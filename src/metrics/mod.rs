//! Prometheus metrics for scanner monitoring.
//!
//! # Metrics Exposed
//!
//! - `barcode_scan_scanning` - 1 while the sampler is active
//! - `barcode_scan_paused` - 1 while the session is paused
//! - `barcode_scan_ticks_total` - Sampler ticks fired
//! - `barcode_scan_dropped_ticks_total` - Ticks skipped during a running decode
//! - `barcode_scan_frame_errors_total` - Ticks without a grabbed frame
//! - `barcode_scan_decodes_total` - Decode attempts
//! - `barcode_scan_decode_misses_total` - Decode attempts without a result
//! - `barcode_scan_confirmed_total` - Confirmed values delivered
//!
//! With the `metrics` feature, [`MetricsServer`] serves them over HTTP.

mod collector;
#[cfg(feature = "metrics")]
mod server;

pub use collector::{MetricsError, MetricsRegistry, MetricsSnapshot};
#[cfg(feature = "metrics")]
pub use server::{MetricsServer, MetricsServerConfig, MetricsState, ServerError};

...

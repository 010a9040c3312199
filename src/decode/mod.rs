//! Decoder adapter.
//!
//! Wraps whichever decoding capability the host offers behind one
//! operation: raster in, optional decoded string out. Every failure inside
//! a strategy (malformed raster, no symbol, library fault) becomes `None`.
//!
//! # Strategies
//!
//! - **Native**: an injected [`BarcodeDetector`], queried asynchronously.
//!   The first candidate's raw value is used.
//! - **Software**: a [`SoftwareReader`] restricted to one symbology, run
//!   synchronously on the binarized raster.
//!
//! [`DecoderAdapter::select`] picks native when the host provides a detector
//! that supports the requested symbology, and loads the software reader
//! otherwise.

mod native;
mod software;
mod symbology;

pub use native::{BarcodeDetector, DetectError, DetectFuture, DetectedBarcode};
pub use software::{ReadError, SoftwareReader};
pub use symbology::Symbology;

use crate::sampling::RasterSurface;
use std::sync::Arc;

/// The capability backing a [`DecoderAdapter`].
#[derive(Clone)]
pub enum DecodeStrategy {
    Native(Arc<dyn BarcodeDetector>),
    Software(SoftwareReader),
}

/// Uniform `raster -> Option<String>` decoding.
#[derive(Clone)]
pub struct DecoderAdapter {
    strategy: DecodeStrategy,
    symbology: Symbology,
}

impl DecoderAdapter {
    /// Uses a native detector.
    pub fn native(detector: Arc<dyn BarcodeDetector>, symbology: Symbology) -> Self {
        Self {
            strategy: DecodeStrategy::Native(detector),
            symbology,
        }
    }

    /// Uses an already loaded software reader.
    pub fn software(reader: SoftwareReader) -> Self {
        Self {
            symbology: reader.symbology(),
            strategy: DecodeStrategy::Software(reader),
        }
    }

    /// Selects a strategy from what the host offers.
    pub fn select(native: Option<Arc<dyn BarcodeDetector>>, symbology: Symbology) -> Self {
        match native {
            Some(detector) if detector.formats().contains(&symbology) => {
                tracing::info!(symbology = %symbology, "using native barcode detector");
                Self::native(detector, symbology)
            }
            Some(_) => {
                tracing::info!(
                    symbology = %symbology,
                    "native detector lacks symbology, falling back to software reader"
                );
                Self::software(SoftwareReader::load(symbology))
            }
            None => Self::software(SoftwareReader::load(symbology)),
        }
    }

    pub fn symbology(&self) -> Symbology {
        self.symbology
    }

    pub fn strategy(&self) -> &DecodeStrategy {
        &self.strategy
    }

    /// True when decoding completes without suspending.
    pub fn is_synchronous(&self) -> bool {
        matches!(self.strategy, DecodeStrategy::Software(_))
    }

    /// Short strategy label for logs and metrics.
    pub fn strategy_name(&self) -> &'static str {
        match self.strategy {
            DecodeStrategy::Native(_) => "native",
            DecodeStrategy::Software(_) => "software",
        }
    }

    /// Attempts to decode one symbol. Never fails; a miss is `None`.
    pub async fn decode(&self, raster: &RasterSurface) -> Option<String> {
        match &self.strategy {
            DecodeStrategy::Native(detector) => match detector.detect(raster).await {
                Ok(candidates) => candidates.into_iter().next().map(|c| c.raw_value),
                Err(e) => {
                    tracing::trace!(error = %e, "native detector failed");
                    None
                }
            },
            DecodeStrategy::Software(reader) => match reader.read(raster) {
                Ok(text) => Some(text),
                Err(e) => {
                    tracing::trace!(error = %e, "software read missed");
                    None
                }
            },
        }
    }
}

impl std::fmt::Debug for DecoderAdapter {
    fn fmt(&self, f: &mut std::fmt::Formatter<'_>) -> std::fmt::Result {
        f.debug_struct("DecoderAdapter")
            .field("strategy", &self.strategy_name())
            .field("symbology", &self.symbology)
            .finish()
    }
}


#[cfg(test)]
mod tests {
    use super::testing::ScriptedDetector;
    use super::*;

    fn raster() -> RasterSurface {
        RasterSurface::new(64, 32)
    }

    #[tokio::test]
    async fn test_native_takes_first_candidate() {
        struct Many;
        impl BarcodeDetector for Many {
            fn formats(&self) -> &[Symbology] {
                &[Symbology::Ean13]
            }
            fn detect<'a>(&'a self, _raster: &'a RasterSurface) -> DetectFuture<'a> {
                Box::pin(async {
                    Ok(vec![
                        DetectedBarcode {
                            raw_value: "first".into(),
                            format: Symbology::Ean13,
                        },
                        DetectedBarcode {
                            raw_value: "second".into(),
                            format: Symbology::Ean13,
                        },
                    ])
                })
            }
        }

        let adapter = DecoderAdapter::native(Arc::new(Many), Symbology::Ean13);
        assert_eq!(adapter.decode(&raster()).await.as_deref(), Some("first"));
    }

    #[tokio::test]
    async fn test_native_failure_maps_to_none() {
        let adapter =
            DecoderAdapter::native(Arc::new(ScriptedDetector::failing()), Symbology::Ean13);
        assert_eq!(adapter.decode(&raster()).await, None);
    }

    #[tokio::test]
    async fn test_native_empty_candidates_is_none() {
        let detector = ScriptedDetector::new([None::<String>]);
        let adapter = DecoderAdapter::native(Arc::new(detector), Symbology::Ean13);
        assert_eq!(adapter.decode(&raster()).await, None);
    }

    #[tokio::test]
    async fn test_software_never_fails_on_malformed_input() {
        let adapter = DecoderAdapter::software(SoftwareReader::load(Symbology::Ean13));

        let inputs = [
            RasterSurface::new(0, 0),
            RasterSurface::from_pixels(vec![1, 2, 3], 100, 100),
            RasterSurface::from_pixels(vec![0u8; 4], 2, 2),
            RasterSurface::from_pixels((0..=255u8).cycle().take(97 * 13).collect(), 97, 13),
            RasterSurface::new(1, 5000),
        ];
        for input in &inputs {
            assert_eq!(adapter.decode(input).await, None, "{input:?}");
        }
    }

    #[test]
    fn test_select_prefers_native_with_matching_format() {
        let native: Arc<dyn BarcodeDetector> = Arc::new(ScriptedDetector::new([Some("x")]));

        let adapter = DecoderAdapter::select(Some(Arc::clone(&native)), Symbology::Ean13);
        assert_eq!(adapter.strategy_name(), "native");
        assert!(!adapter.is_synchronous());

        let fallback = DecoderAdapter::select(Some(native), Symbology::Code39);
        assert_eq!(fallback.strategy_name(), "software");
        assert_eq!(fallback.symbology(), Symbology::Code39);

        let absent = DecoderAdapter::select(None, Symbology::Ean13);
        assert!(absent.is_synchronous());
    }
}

TASK OBJECTIVE
All of the lines above that carry the string "capability" need to be found and copied.

OUTPUT BELOW
//! Wraps whichever decoding capability the host offers behind one
/// The capability backing a [`DecoderAdapter`].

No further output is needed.